Determine the count of lines containing "unreadable" in the entries below and return only that figure.

§ Collected data:
- Opening Delimiter -

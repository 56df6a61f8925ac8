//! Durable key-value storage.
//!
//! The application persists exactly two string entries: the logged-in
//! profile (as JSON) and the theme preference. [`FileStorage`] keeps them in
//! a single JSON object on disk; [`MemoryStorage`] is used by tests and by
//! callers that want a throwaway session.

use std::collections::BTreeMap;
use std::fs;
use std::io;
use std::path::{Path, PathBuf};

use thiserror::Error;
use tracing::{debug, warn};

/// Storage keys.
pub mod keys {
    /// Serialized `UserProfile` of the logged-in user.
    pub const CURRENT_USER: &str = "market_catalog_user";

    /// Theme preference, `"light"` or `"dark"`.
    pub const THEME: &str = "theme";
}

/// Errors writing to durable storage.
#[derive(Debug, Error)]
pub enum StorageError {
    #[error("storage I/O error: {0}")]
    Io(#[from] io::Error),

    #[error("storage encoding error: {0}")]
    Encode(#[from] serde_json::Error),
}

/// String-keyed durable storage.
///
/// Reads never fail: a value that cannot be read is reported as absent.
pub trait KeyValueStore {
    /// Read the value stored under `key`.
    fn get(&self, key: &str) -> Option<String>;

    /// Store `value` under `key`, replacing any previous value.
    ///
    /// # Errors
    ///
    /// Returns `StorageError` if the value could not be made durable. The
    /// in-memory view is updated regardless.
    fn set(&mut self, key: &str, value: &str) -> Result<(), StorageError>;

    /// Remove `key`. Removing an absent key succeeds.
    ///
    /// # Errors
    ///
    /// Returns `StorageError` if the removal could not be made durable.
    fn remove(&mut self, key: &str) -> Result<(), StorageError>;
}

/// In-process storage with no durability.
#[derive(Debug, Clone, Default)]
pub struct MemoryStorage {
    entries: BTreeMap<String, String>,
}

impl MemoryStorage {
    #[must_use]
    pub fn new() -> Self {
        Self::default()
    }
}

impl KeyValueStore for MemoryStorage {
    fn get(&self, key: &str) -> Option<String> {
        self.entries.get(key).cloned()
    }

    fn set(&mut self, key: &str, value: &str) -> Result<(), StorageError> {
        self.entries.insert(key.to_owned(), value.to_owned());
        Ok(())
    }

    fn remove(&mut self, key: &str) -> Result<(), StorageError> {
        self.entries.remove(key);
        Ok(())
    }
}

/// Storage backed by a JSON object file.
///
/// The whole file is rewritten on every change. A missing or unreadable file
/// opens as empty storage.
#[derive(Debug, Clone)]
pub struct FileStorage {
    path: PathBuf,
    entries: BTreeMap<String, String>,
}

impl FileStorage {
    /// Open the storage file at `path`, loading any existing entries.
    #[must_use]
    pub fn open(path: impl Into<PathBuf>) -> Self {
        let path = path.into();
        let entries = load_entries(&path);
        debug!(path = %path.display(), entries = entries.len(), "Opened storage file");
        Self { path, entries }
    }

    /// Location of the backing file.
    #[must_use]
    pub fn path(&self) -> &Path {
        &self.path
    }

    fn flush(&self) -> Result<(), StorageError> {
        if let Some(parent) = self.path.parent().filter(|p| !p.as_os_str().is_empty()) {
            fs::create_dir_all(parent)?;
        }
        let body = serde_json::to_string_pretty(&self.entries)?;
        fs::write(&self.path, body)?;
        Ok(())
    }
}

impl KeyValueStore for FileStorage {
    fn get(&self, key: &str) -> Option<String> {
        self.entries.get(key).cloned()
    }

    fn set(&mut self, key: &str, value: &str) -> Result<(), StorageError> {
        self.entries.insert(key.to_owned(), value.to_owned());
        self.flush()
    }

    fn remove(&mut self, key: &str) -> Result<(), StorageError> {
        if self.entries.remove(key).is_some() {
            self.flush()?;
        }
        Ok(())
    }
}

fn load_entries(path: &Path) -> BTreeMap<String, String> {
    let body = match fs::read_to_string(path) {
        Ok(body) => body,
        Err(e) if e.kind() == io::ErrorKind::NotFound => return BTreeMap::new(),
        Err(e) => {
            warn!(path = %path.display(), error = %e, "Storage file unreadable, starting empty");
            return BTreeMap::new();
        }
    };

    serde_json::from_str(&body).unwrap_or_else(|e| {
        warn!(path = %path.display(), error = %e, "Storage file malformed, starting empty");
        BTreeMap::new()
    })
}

- Closing Delimiter -

§ EXERCISE SOLUTION: 2